Directions - Repeat the entries exactly as they stand.

(Collected data)
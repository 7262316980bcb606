//! HTTP REST API interfaces
//!
//! - `middleware`: Authentication middleware (JWT)
//! - `common`: Response envelope, pagination, validated JSON extractor
//! - `modules`: Request handlers for all resources
//! - `router`: API router with Swagger documentation

pub mod common;
pub mod middleware;
pub mod modules;
pub mod router;

pub use router::create_api_router;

Exercise solution -
repository 7262316980bcb606
//! HTTP REST API interfaces
//!
//! - `middleware`: Authentication middleware (JWT)
//! - `common`: Response envelope, pagination, validated JSON extractor
//! - `modules`: Request handlers for all resources
//! - `router`: API router with Swagger documentation

pub mod common;
pub mod middleware;
pub mod modules;
pub mod router;

pub use router::create_api_router;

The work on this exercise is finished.